What is needed | Look below. Copy each line that has "RecordingOptions" in it.

Source data |

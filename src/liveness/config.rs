//! Liveness capture configuration
//!
//! Loaded from JSON. Every field has a default, so an empty object is a
//! valid configuration.

use crate::analysis::{PoseThresholds, SkinToneConfig};
use crate::capture::StreamConstraints;
use crate::recorder::RecordingOptions;
use serde::{Deserialize, Serialize};
use std::path::Path;
use std::time::Duration;
use thiserror::Error;

#[derive(Debug, Error)]
pub enum ConfigError {
    #[error("failed to read config: {0}")]
    Io(#[from] std::io::Error),

    #[error("failed to parse config: {0}")]
    Parse(#[from] serde_json::Error),

    #[error("invalid config: {0}")]
    Invalid(String),
}

#[derive(Debug, Clone, PartialEq, Serialize, Deserialize)]
#[serde(rename_all = "camelCase", default)]
pub struct LivenessConfig {
    /// Period of the pose sampling loop
    pub sampling_interval_ms: u64,

    /// How long to wait for the first frame after opening a camera
    pub warmup_timeout_ms: u64,

    pub capture: StreamConstraints,

    pub locator: SkinToneConfig,

    pub pose: PoseThresholds,

    pub recording: RecordingOptions,
}

impl Default for LivenessConfig {
    fn default() -> Self {
        Self {
            sampling_interval_ms: 100,
            warmup_timeout_ms: 5000,
            capture: StreamConstraints::default(),
            locator: SkinToneConfig::default(),
            pose: PoseThresholds::default(),
            recording: RecordingOptions::default(),
        }
    }
}

impl LivenessConfig {
    /// Read and validate a JSON config file
    pub fn load(path: &Path) -> Result<Self, ConfigError> {
        let content = std::fs::read_to_string(path)?;
        let config: LivenessConfig = serde_json::from_str(&content)?;
        config.validate()?;
        tracing::debug!("Loaded config from {:?}", path);
        Ok(config)
    }

    pub fn sampling_interval(&self) -> Duration {
        Duration::from_millis(self.sampling_interval_ms)
    }

    pub fn warmup_timeout(&self) -> Duration {
        Duration::from_millis(self.warmup_timeout_ms)
    }

    pub fn validate(&self) -> Result<(), ConfigError> {
        fn invalid(message: &str) -> Result<(), ConfigError> {
            Err(ConfigError::Invalid(message.to_string()))
        }

        if self.sampling_interval_ms == 0 {
            return invalid("samplingIntervalMs must be positive");
        }
        if self.capture.frame_rate == 0 || self.recording.frame_rate == 0 {
            return invalid("frame rates must be positive");
        }
        if self.capture.resolution.width == 0 || self.capture.resolution.height == 0 {
            return invalid("capture resolution must be non-zero");
        }

        let locator = &self.locator;
        if locator.grid_size == 0 {
            return invalid("locator.gridSize must be positive");
        }
        if !(0.0..1.0).contains(&locator.min_skin_ratio) {
            return invalid("locator.minSkinRatio must be in [0, 1)");
        }
        if locator.min_center_concentration < 0.0 {
            return invalid("locator.minCenterConcentration must not be negative");
        }
        if !(locator.box_fraction > 0.0 && locator.box_fraction <= 1.0) {
            return invalid("locator.boxFraction must be in (0, 1]");
        }

        let pose = &self.pose;
        for (name, value) in [
            ("pose.rotationThreshold", pose.rotation_threshold),
            ("pose.offCenterThreshold", pose.off_center_threshold),
            ("pose.sustainedThreshold", pose.sustained_threshold),
            ("pose.centerRadiusFraction", pose.center_radius_fraction),
        ] {
            if !(0.0..=1.0).contains(&value) {
                return Err(ConfigError::Invalid(format!("{name} must be in [0, 1]")));
            }
        }

        Ok(())
    }
}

Answer for this exercise |
use crate::recorder::RecordingOptions;
    pub recording: RecordingOptions,
            recording: RecordingOptions::default(),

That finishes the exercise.